■ Work to be completed
Starting at the line that contains "async fn java_args(&self)" and ending at the line that contains "argument list, got", the lines below are to be given again exactly, with nothing added.

*** Opening Extracted records ***

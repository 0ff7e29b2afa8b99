// ─── Configuration Resolver ───
// Assembles a `LaunchConfiguration` from persisted settings plus the static
// game profile. Reads happen in a fixed order and the first failure wins.

use std::path::PathBuf;
use std::sync::Arc;
use std::time::Duration;

use serde_json::Value;
use tracing::{debug, info, instrument};

use crate::core::error::{PanelError, PanelResult};
use crate::core::paths::GamePaths;
use crate::core::settings::{category, SettingsStore, DEFAULT_SCOPE};

use super::model::{
    ignored_with_sentinel, AccountHandle, CloseBehavior, JavaRuntime, LaunchConfiguration,
    MemoryBounds, ScreenSize,
};
use super::profile::GameProfile;

/// Stored width meaning "let the game pick its own window size".
pub const AUTO_SCREEN: &str = "<auto>";

pub struct ConfigurationResolver {
    store: Arc<dyn SettingsStore>,
    profile: GameProfile,
    paths: GamePaths,
}

impl ConfigurationResolver {
    pub fn new(store: Arc<dyn SettingsStore>, profile: GameProfile, paths: GamePaths) -> Self {
        Self {
            store,
            profile,
            paths,
        }
    }

    pub fn profile(&self) -> &GameProfile {
        &self.profile
    }

    pub fn paths(&self) -> &GamePaths {
        &self.paths
    }

    #[instrument(skip(self))]
    pub async fn resolve(&self) -> PanelResult<LaunchConfiguration> {
        let account_id = self.selected_account_id().await?;
        let account = self.account(&account_id).await?;
        let memory = self.memory_bounds().await?;
        let java = JavaRuntime {
            path: self.java_path().await?,
            args: self.java_args().await?,
        };
        let screen = self.screen_size().await?;
        let close_behavior = self.close_behavior().await?;

        info!(
            "Resolved launch configuration for {} (memory {}-{} MB, close={:?})",
            account.name,
            memory.min_mb(),
            memory.max_mb(),
            close_behavior
        );

        Ok(LaunchConfiguration {
            account,
            install_root: self.paths.install_root().to_path_buf(),
            source_url: self.profile.source_url(),
            game_version: self.profile.game_version.clone(),
            loader: self.profile.loader.clone(),
            verify: self.profile.verify,
            ignored: ignored_with_sentinel(&self.profile.ignored),
            memory,
            java,
            screen,
            close_behavior,
            detached: close_behavior.detaches_game(),
            timeout: Duration::from_millis(self.profile.launch_timeout_ms),
            download_concurrency: self.profile.download_concurrency.max(1),
        })
    }

    async fn fetch(&self, scope: &str, key: &str) -> PanelResult<Option<Value>> {
        self.store
            .get(scope, key)
            .await
            .map_err(|err| PanelError::configuration(key, err.to_string()))
    }

    async fn require(&self, scope: &str, key: &str) -> PanelResult<Value> {
        self.fetch(scope, key)
            .await?
            .ok_or_else(|| PanelError::configuration(key, "setting is missing"))
    }

    async fn selected_account_id(&self) -> PanelResult<String> {
        let record = self
            .require(DEFAULT_SCOPE, category::SELECTED_ACCOUNT)
            .await?;
        record
            .get("selected")
            .and_then(Value::as_str)
            .filter(|id| !id.trim().is_empty())
            .map(str::to_string)
            .ok_or_else(|| {
                PanelError::configuration(category::SELECTED_ACCOUNT, "no account is selected")
            })
    }

    async fn account(&self, account_id: &str) -> PanelResult<AccountHandle> {
        let record = self.require(account_id, category::ACCOUNTS).await?;
        let account: AccountHandle = serde_json::from_value(record).map_err(|err| {
            PanelError::configuration(category::ACCOUNTS, format!("malformed account: {err}"))
        })?;

        if account.uuid.trim().is_empty() || account.name.trim().is_empty() {
            return Err(PanelError::configuration(
                category::ACCOUNTS,
                format!("account '{account_id}' has no uuid or name"),
            ));
        }
        Ok(account)
    }

    async fn memory_bounds(&self) -> PanelResult<MemoryBounds> {
        let record = self.require(DEFAULT_SCOPE, category::RAM).await?;
        let min_mb = gigabytes_to_mb(&record, "ramMin")?;
        let max_mb = gigabytes_to_mb(&record, "ramMax")?;
        MemoryBounds::new(min_mb, max_mb)
    }

    async fn java_path(&self) -> PanelResult<Option<PathBuf>> {
        let Some(record) = self.fetch(DEFAULT_SCOPE, category::JAVA_PATH).await? else {
            return Ok(None);
        };

        match record.get("path") {
            None | Some(Value::Null) => Ok(None),
            Some(Value::String(path)) if path.trim().is_empty() => Ok(None),
            Some(Value::String(path)) => Ok(Some(PathBuf::from(path))),
            Some(other) => Err(PanelError::configuration(
                category::JAVA_PATH,
                format!("expected a path string, got {other}"),
            )),
        }
    }

    async fn java_args(&self) -> PanelResult<Vec<String>> {
        let Some(record) = self.fetch(DEFAULT_SCOPE, category::JAVA_ARGS).await? else {
            return Ok(Vec::new());
        };

        match record.get("args") {
            None | Some(Value::Null) => Ok(Vec::new()),
            Some(Value::Array(items)) => items
                .iter()
                .map(|item| {
                    item.as_str().map(str::to_string).ok_or_else(|| {
                        PanelError::configuration(
                            category::JAVA_ARGS,
                            format!("expected string arguments, got {item}"),
                        )
                    })
                })
                .filter(|arg| arg.as_ref().map_or(true, |a| !a.trim().is_empty()))
                .collect(),
            Some(other) => Err(PanelError::configuration(
                category::JAVA_ARGS,
                format!("expected an argument list, got {other}"),
            )),
        }
    }

    async fn screen_size(&self) -> PanelResult<Option<ScreenSize>> {
        let Some(record) = self.fetch(DEFAULT_SCOPE, category::SCREEN).await? else {
            return Ok(None);
        };
        let Some(screen) = record.get("screen") else {
            return Ok(None);
        };

        if screen.get("width").and_then(Value::as_str) == Some(AUTO_SCREEN) {
            debug!("Screen size set to {}, letting the game decide", AUTO_SCREEN);
            return Ok(None);
        }

        let width = positive_dimension(screen, "width")?;
        let height = positive_dimension(screen, "height")?;
        Ok(Some(ScreenSize { width, height }))
    }

    async fn close_behavior(&self) -> PanelResult<CloseBehavior> {
        let record = self.fetch(DEFAULT_SCOPE, category::LAUNCHER).await?;
        let close = record
            .as_ref()
            .and_then(|r| r.get("launcher"))
            .and_then(|launcher| launcher.get("close"))
            .and_then(Value::as_str);
        Ok(CloseBehavior::from_setting(close))
    }
}

/// Accepts numbers and numeric strings, the way the settings UI stores sliders.
fn numeric_field(record: &Value, field: &str) -> Option<f64> {
    match record.get(field)? {
        Value::Number(n) => n.as_f64(),
        Value::String(s) => s.trim().parse::<f64>().ok(),
        _ => None,
    }
}

fn gigabytes_to_mb(record: &Value, field: &str) -> PanelResult<u32> {
    let gigabytes = numeric_field(record, field)
        .filter(|v| v.is_finite() && *v > 0.0)
        .ok_or_else(|| {
            PanelError::configuration(
                category::RAM,
                format!("{field} must be a positive number of gigabytes"),
            )
        })?;

    let megabytes = (gigabytes * 1024.0).round();
    if megabytes > u32::MAX as f64 {
        return Err(PanelError::configuration(
            category::RAM,
            format!("{field} is out of range"),
        ));
    }
    Ok(megabytes as u32)
}

fn positive_dimension(screen: &Value, field: &str) -> PanelResult<u32> {
    numeric_field(screen, field)
        .filter(|v| v.fract() == 0.0 && *v >= 1.0 && *v <= u32::MAX as f64)
        .map(|v| v as u32)
        .ok_or_else(|| {
            PanelError::configuration(
                category::SCREEN,
                format!("{field} must be a positive integer or {AUTO_SCREEN}"),
            )
        })
}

*** Closing Extracted records ***

■ Answer to the exercise
    async fn java_args(&self) -> PanelResult<Vec<String>> {
        let Some(record) = self.fetch(DEFAULT_SCOPE, category::JAVA_ARGS).await? else {
            return Ok(Vec::new());
        };

        match record.get("args") {
            None | Some(Value::Null) => Ok(Vec::new()),
            Some(Value::Array(items)) => items
                .iter()
                .map(|item| {
                    item.as_str().map(str::to_string).ok_or_else(|| {
                        PanelError::configuration(
                            category::JAVA_ARGS,
                            format!("expected string arguments, got {item}"),
                        )
                    })
                })
                .filter(|arg| arg.as_ref().map_or(true, |a| !a.trim().is_empty()))
                .collect(),
            Some(other) => Err(PanelError::configuration(
                category::JAVA_ARGS,
                format!("expected an argument list, got {other}"),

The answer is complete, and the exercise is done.